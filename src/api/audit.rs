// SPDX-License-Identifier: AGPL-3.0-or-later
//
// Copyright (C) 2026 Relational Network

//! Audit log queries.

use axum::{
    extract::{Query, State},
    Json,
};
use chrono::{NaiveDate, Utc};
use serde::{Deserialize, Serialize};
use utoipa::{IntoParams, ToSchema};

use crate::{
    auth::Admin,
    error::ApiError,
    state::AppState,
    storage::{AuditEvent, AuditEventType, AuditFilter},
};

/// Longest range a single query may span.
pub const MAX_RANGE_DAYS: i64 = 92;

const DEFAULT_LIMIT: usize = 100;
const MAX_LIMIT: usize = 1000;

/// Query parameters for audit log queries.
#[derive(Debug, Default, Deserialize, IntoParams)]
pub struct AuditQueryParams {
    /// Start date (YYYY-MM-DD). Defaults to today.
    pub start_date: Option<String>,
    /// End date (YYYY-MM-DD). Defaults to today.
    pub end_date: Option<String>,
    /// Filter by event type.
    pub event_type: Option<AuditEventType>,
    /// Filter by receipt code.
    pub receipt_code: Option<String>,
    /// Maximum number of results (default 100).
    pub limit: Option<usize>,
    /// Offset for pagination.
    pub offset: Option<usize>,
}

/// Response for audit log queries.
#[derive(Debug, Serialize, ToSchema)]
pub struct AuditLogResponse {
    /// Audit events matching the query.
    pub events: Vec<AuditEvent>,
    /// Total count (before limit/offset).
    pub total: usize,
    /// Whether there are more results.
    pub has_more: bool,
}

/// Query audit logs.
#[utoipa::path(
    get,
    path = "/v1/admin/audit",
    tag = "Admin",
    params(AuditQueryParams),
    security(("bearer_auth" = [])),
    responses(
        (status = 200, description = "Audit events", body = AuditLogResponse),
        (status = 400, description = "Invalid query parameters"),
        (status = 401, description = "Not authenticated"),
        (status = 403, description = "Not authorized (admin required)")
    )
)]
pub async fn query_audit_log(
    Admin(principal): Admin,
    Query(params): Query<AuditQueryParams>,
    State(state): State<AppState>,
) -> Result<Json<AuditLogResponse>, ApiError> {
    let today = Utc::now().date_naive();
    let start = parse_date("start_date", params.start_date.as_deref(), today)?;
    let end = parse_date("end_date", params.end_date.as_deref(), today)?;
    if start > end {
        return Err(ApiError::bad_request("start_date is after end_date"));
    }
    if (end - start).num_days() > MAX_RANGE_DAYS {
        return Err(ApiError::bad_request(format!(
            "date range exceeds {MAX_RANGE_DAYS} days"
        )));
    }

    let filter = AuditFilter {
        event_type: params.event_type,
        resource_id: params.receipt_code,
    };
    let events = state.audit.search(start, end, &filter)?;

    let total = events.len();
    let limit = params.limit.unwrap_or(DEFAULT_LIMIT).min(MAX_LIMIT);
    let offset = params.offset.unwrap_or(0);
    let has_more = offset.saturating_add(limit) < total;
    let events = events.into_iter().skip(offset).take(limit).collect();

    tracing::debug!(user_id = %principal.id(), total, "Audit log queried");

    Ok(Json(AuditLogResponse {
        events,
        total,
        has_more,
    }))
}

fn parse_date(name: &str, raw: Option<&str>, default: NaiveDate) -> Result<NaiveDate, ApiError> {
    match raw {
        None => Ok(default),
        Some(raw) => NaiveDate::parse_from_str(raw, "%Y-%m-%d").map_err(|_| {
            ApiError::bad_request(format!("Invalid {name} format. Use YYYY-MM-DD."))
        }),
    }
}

■ ■ ■ ■ ■

◆ **EXERCISE REQUIREMENTS**:
Write out, from the lines above, only those from the line with "Response for audit log queries." to the line with "let today = Utc::now().date_naive();", exactly as given, including the first and the last.

◆ **YOUR RESPONSE**:
/// Response for audit log queries.
#[derive(Debug, Serialize, ToSchema)]
pub struct AuditLogResponse {
    /// Audit events matching the query.
    pub events: Vec<AuditEvent>,
    /// Total count (before limit/offset).
    pub total: usize,
    /// Whether there are more results.
    pub has_more: bool,
}

/// Query audit logs.
#[utoipa::path(
    get,
    path = "/v1/admin/audit",
    tag = "Admin",
    params(AuditQueryParams),
    security(("bearer_auth" = [])),
    responses(
        (status = 200, description = "Audit events", body = AuditLogResponse),
        (status = 400, description = "Invalid query parameters"),
        (status = 401, description = "Not authenticated"),
        (status = 403, description = "Not authorized (admin required)")
    )
)]
pub async fn query_audit_log(
    Admin(principal): Admin,
    Query(params): Query<AuditQueryParams>,
    State(state): State<AppState>,
) -> Result<Json<AuditLogResponse>, ApiError> {
    let today = Utc::now().date_naive();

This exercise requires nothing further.